WHAT THE TASK REQUIRES> Output the lines below exactly, please, from the first line until the line with "one at https://mozilla.org/MPL/2.0/.", counting both.

[Dataset entries]
----------

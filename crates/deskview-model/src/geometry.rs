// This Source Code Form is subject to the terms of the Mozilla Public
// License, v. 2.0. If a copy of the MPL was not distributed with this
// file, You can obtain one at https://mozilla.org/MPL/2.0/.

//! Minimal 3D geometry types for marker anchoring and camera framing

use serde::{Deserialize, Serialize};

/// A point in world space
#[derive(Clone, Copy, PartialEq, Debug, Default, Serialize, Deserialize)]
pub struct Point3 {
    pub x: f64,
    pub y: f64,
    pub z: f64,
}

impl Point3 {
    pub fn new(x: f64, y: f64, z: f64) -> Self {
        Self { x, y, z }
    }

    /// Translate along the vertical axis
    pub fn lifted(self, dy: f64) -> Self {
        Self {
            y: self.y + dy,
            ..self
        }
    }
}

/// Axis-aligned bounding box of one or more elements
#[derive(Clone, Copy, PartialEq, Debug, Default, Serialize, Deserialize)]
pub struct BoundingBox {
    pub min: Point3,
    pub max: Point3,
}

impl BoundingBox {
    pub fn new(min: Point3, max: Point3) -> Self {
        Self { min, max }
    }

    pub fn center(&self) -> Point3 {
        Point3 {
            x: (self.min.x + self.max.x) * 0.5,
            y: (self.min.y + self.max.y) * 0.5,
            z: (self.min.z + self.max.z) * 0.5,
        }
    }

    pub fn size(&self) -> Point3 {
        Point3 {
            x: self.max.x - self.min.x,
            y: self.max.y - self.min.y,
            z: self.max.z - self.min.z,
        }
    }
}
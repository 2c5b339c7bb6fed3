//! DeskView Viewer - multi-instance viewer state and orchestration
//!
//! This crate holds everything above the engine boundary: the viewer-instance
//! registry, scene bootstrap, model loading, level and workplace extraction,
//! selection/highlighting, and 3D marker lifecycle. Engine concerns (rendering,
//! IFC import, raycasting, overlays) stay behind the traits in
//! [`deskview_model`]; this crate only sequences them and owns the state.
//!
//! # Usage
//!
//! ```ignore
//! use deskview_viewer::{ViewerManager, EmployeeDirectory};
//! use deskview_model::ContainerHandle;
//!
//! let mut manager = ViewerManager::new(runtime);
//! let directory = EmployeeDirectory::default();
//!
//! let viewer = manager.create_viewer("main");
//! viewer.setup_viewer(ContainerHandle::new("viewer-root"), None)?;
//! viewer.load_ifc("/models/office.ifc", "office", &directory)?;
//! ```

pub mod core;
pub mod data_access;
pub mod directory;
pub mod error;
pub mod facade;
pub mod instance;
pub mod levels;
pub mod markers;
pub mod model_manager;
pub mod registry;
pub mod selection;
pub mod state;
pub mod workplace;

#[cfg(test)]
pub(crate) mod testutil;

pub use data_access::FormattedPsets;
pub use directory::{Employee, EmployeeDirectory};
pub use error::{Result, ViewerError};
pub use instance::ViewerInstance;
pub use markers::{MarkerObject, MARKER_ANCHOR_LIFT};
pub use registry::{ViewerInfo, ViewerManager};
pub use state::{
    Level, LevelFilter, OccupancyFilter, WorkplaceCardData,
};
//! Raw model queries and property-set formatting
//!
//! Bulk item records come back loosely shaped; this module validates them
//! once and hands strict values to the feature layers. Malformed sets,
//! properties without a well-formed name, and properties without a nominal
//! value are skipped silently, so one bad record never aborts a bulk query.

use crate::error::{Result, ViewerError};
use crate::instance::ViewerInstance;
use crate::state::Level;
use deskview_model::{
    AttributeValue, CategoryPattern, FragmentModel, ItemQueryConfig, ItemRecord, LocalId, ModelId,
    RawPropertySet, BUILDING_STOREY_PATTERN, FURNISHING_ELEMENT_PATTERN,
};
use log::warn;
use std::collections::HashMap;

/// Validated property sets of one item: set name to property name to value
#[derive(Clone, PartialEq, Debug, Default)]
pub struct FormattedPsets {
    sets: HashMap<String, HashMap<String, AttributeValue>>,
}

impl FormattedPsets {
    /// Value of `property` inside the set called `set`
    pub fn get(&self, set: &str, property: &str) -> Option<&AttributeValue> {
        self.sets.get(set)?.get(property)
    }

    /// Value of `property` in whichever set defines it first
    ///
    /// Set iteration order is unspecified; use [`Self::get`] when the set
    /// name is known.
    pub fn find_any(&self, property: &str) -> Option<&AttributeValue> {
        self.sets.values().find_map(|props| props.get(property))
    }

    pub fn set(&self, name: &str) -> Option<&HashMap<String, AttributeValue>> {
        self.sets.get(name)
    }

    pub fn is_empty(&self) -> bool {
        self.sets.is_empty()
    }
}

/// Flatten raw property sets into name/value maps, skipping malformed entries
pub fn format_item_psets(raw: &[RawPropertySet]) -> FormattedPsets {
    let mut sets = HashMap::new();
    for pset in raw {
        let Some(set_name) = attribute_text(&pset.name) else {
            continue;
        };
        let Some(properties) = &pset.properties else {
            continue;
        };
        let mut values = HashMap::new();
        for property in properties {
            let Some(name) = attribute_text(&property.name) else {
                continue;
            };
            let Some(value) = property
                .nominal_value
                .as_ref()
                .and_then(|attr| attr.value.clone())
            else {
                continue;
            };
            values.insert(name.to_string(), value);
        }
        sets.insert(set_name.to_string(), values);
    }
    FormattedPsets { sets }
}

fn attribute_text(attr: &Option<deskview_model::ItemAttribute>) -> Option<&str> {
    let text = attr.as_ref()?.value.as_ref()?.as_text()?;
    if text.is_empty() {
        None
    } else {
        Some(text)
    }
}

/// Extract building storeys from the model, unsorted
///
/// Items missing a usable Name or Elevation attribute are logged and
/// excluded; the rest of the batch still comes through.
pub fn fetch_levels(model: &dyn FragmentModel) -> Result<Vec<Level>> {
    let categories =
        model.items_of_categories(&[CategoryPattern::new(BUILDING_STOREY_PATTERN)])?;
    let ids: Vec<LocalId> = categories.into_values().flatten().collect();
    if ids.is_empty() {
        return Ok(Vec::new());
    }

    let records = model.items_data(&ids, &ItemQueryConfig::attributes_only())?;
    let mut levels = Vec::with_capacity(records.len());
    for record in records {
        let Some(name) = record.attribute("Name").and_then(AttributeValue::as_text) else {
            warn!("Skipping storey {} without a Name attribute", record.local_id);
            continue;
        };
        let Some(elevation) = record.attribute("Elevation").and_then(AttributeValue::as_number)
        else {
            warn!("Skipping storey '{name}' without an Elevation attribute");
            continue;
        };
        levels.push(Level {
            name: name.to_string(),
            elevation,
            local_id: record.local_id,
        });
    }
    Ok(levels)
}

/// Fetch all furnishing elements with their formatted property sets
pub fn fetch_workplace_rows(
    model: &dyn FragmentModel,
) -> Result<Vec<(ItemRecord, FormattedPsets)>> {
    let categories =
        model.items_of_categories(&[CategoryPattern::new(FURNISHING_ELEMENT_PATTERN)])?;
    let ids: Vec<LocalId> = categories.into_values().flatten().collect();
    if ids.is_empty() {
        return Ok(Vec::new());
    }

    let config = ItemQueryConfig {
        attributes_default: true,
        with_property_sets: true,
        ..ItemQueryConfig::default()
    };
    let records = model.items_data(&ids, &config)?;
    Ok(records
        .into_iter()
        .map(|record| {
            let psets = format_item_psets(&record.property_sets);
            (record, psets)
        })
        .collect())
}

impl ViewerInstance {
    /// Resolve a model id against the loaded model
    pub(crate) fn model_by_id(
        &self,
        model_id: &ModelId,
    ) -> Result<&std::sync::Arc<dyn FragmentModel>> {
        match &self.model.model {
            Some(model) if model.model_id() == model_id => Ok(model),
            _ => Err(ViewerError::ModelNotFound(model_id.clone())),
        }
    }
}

----------

WRITTEN ANSWER>
filename crates/deskview-model/src/geometry.rs
// This Source Code Form is subject to the terms of the Mozilla Public
// License, v. 2.0. If a copy of the MPL was not distributed with this
// file, You can obtain one at https://mozilla.org/MPL/2.0/.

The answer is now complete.